* _Task prompt_: Within the listing below, how many lines hold the string "RefCell"? Only the number is wanted.
[[ Dataset excerpts open ]]
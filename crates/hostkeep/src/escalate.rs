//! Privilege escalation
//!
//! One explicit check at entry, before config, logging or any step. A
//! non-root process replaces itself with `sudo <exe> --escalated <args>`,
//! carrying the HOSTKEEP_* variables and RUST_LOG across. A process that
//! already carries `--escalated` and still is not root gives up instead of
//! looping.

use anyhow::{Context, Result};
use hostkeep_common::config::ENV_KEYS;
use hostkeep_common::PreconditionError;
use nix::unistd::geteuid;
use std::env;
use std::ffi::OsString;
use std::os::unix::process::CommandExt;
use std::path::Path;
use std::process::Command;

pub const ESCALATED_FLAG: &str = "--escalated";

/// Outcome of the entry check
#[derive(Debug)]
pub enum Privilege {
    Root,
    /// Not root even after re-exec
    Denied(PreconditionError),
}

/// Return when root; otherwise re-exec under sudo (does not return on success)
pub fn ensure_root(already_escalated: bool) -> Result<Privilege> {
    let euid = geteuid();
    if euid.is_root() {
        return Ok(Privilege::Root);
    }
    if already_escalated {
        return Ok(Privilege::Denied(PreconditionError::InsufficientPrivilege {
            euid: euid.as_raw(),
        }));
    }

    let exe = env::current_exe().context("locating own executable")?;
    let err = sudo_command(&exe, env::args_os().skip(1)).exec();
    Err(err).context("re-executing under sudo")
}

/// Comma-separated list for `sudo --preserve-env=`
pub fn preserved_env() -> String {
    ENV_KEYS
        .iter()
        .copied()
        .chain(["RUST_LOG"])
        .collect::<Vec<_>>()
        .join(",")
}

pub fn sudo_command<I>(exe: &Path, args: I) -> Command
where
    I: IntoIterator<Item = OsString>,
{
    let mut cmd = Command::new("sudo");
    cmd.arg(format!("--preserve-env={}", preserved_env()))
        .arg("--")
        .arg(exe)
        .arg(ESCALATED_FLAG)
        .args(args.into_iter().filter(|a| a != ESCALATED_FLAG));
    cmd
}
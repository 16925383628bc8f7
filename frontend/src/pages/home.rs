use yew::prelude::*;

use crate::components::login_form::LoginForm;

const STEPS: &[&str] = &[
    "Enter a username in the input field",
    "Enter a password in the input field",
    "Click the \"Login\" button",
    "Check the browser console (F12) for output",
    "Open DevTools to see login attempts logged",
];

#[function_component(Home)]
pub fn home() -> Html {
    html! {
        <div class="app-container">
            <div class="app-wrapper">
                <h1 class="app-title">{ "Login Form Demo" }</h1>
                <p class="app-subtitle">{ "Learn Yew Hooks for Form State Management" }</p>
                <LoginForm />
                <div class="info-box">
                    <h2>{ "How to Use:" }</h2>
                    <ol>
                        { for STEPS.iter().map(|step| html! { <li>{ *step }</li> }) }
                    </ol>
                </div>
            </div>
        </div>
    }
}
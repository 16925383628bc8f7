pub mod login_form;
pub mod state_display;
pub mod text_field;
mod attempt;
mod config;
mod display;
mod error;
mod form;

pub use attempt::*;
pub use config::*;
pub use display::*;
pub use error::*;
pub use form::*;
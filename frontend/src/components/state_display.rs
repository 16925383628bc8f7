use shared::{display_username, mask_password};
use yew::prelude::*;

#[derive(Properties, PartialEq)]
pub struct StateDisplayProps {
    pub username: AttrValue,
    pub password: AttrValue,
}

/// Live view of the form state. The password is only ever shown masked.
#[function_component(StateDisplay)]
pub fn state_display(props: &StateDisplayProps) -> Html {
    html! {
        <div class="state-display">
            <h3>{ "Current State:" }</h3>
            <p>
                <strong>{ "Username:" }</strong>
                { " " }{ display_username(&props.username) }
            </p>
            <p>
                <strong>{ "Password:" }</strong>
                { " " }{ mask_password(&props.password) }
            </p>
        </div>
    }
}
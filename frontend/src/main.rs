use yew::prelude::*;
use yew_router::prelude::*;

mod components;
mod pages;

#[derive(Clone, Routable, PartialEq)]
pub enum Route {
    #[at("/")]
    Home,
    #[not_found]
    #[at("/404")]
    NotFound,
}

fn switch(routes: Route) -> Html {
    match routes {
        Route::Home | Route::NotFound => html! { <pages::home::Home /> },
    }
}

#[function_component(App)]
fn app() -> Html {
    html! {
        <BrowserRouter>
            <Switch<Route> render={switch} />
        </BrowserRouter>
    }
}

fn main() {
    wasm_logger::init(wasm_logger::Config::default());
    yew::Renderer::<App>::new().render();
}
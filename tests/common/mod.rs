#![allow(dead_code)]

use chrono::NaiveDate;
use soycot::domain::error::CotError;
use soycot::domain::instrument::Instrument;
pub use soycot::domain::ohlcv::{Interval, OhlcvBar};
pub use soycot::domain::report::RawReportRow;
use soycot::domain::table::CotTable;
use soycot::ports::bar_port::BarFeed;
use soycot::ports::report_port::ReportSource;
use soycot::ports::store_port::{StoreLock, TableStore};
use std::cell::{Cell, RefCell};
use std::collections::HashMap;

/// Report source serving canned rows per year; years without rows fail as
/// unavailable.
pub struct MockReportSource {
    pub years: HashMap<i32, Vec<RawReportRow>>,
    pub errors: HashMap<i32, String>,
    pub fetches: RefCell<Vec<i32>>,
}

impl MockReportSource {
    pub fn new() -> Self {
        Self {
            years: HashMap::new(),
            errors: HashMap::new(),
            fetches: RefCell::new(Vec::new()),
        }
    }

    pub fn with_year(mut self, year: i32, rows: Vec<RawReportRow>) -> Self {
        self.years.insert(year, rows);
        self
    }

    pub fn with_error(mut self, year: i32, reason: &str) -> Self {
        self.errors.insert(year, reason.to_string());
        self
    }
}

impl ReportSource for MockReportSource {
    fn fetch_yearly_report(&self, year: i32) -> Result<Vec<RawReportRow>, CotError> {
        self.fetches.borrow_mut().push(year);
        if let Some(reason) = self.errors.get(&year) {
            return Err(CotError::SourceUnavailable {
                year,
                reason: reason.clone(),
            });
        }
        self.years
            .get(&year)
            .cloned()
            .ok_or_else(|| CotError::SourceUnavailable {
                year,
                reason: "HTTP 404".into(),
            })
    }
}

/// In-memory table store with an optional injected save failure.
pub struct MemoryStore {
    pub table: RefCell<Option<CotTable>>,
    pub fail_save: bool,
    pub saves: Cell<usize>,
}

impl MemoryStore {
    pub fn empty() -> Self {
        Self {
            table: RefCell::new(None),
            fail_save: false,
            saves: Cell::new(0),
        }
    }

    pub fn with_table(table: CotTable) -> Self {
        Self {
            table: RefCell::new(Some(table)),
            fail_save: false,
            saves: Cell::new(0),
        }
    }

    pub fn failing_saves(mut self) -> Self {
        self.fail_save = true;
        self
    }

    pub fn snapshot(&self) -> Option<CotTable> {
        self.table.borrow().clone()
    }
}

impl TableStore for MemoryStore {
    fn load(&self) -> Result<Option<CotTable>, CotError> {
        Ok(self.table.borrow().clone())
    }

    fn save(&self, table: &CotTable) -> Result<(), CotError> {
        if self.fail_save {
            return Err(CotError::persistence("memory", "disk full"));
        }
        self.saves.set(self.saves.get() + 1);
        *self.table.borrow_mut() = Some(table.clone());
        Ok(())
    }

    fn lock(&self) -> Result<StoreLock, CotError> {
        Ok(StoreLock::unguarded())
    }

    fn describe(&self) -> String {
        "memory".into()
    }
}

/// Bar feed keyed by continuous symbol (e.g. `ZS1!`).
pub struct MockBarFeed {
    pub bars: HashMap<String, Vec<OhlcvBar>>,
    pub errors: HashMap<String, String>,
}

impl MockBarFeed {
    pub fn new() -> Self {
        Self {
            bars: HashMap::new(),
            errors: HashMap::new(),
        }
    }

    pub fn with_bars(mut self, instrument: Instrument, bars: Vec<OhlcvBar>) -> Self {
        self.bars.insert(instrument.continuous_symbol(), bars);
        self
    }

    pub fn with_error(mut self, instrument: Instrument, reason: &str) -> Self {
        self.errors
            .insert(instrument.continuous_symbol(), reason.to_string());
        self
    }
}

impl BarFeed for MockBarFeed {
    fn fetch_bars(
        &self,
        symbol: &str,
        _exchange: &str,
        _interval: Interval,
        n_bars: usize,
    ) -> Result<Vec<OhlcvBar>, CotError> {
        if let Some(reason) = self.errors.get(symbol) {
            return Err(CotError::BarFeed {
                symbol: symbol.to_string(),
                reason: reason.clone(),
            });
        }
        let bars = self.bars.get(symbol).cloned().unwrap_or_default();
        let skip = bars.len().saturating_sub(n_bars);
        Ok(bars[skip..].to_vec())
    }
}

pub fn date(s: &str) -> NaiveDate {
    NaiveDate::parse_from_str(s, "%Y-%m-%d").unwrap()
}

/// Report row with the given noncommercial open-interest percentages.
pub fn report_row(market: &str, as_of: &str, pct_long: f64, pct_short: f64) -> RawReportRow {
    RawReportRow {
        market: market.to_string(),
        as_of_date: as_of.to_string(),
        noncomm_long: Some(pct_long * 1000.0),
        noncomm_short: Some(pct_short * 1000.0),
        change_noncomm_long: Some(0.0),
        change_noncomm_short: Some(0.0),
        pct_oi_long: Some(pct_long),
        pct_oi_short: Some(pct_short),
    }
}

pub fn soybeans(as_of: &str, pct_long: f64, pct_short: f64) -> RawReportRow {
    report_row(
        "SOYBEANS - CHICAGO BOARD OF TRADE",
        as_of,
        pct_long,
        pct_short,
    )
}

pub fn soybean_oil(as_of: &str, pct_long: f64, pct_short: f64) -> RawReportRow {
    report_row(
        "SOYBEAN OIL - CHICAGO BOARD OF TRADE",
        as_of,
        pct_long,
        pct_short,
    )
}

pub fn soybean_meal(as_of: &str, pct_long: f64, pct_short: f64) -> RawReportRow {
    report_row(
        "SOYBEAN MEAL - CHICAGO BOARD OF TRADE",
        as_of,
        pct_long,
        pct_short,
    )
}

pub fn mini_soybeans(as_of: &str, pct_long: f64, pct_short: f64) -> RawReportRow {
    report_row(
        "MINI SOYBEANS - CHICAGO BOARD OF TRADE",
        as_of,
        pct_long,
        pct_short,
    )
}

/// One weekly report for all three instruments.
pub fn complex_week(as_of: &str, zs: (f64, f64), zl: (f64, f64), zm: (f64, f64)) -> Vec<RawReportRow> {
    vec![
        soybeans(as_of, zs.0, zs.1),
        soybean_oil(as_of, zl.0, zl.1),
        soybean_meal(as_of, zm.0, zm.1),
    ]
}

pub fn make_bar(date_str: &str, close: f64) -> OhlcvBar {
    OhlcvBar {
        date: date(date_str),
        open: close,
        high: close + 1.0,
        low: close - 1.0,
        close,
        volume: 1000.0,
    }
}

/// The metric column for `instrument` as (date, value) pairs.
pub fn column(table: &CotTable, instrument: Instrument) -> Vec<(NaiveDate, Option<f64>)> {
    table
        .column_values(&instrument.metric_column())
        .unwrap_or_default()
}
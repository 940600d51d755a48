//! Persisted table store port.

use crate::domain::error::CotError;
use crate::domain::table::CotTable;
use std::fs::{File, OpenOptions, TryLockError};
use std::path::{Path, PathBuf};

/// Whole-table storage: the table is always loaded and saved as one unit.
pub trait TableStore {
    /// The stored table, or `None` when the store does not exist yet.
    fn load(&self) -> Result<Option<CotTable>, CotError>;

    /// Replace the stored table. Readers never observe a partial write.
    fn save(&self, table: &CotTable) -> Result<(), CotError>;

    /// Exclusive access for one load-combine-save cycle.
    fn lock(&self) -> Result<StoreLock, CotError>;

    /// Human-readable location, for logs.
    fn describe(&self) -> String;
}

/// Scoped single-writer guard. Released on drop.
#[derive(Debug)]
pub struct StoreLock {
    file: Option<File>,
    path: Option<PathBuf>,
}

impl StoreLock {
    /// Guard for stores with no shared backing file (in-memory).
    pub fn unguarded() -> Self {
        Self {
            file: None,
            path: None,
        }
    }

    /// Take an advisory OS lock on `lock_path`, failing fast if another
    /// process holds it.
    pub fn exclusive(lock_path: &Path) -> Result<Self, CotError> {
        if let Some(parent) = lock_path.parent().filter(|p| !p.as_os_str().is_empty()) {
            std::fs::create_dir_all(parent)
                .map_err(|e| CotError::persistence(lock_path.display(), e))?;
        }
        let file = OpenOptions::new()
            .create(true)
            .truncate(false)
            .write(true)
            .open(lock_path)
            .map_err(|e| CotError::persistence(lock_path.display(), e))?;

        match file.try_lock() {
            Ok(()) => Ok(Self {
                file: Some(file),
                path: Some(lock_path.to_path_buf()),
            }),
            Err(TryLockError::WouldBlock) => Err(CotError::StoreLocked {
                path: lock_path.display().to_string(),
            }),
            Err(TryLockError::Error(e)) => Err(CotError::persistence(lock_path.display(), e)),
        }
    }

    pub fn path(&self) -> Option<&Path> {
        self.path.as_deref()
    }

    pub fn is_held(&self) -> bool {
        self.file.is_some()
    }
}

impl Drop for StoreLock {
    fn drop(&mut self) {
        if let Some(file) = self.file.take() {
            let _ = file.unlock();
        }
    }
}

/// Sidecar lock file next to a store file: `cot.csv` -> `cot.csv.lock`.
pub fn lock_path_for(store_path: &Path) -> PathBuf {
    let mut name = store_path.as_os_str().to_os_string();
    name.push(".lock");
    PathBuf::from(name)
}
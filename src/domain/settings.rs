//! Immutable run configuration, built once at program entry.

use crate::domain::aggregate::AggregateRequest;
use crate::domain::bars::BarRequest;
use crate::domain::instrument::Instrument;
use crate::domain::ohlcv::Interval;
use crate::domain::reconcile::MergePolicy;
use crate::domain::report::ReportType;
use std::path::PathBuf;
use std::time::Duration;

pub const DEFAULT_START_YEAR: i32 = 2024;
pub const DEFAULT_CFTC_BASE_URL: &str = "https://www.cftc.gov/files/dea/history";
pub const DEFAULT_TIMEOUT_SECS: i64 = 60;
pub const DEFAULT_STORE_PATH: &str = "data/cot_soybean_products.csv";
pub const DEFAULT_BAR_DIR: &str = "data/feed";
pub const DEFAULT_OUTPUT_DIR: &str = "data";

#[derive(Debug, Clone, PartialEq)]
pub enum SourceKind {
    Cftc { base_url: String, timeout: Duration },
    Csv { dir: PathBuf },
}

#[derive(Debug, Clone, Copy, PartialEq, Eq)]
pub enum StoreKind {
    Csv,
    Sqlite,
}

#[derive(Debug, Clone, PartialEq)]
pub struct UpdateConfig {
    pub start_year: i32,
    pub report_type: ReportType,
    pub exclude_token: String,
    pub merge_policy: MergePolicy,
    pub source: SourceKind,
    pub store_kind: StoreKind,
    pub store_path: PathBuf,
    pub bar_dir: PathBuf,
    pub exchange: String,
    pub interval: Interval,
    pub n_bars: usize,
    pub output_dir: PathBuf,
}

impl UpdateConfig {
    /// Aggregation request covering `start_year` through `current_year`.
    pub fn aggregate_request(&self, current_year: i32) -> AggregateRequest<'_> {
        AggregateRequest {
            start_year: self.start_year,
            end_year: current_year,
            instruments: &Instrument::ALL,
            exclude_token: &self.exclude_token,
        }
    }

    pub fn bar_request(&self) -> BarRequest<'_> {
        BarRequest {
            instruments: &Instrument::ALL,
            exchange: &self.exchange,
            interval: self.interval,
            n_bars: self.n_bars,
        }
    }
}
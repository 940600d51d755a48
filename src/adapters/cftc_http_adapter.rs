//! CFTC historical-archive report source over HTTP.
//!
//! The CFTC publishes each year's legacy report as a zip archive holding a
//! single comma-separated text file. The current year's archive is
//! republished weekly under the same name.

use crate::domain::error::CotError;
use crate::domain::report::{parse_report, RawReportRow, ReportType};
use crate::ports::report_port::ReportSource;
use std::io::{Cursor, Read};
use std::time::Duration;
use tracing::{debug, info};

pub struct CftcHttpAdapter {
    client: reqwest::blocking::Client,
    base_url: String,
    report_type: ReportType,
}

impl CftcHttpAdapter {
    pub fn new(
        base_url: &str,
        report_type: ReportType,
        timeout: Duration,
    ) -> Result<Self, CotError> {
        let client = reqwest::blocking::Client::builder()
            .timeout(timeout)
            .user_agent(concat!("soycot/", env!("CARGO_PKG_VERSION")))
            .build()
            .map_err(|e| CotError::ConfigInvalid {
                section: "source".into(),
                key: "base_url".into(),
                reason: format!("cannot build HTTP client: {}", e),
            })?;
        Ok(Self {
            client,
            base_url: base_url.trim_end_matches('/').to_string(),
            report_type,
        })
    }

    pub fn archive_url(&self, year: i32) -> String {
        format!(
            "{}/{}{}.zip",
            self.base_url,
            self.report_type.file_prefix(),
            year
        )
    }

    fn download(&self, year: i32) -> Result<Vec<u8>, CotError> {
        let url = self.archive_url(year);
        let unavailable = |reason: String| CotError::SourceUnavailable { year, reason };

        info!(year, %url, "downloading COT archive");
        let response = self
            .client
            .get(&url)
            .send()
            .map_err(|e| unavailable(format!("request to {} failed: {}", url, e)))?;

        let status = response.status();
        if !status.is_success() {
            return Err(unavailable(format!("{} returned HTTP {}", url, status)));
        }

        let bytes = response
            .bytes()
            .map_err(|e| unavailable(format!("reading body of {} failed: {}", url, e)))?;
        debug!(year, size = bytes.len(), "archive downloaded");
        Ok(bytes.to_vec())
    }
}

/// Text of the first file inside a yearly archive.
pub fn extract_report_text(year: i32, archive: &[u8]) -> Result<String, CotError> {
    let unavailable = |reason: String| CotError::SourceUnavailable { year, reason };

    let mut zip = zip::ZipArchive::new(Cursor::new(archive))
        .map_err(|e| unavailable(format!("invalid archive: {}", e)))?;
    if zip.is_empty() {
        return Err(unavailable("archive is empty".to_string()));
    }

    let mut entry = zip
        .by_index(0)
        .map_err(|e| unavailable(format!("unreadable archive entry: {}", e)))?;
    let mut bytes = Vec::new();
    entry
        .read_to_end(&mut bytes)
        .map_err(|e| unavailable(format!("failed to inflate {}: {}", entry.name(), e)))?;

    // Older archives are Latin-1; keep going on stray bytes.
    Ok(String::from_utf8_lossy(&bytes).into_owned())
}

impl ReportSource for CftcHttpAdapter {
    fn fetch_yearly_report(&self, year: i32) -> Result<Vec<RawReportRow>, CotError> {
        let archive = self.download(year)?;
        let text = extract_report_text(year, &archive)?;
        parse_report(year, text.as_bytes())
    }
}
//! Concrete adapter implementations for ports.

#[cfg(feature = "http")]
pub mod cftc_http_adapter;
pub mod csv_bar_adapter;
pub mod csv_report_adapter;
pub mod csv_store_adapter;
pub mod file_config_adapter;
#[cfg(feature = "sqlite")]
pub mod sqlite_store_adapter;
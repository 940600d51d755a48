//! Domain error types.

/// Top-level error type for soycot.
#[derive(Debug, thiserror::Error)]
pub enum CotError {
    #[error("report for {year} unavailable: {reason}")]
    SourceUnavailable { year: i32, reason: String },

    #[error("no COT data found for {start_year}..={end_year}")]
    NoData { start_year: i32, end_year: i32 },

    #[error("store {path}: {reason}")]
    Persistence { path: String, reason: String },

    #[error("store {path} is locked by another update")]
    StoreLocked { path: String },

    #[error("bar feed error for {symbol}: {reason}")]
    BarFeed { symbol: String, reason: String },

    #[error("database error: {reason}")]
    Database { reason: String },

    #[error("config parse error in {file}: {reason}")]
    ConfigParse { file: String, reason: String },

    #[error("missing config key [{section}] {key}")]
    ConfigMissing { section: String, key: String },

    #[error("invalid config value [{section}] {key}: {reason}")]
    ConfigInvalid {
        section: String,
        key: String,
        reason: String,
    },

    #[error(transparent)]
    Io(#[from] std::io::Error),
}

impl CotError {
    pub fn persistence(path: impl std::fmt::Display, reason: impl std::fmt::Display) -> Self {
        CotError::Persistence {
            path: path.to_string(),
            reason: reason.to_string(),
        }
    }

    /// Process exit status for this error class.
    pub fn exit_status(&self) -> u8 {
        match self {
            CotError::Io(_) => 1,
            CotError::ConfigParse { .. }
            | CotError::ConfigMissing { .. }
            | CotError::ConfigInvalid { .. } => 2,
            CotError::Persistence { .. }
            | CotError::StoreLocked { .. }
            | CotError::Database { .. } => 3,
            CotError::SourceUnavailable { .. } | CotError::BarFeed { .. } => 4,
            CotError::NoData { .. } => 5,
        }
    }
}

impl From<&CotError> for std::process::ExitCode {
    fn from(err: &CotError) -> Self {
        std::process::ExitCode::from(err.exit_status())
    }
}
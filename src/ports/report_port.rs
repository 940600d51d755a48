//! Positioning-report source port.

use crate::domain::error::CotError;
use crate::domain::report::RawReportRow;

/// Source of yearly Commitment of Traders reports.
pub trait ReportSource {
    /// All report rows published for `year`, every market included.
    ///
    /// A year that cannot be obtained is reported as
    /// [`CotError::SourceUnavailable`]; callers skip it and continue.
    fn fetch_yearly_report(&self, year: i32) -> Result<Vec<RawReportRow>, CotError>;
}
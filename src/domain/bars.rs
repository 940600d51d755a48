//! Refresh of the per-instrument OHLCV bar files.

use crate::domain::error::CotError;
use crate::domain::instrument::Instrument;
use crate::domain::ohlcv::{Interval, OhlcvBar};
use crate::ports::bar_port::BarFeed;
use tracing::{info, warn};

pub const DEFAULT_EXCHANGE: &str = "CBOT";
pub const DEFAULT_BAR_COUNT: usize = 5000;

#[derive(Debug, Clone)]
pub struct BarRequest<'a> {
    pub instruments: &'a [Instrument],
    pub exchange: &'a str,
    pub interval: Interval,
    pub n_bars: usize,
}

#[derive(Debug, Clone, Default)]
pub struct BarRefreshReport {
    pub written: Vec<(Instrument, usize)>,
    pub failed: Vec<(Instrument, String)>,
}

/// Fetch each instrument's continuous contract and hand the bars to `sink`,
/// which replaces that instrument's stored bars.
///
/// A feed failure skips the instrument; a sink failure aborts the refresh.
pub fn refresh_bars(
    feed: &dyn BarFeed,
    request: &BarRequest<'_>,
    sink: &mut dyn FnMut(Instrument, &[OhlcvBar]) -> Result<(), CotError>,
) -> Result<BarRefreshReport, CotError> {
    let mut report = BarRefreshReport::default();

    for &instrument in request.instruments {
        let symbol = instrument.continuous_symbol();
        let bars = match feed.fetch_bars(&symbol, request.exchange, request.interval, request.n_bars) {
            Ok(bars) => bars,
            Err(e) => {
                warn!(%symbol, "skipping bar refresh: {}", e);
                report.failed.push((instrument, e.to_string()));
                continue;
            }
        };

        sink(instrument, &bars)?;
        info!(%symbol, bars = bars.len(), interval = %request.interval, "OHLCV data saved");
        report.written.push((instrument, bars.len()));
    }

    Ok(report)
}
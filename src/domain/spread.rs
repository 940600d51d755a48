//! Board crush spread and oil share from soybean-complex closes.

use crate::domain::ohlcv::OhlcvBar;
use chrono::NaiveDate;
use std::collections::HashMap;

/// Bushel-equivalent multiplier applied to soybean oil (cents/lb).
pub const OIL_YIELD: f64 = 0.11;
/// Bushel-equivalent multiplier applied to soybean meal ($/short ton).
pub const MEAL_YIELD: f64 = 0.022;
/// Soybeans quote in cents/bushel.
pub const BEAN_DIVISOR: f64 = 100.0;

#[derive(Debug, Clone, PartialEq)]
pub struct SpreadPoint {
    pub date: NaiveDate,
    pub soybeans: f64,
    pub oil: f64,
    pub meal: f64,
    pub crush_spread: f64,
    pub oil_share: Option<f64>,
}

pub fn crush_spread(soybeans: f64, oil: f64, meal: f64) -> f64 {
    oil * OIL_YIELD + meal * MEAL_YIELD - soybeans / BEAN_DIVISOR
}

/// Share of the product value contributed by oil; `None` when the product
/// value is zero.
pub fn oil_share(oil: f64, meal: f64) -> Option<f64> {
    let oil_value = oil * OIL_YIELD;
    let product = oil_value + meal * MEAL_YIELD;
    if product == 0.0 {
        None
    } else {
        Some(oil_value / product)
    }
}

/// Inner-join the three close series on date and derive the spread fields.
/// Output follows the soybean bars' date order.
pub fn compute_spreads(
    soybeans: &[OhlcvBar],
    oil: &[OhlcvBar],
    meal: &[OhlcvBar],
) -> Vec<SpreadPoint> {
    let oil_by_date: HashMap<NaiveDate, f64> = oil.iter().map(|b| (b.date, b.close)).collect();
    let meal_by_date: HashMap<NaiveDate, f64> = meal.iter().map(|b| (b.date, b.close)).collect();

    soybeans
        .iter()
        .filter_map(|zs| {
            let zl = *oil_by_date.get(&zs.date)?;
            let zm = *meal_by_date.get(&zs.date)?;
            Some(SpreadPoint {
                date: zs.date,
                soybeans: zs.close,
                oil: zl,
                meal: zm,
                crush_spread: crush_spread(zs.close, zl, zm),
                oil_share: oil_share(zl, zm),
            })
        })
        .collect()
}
[[ Dataset excerpts closed ]]
* _The completed task_: 6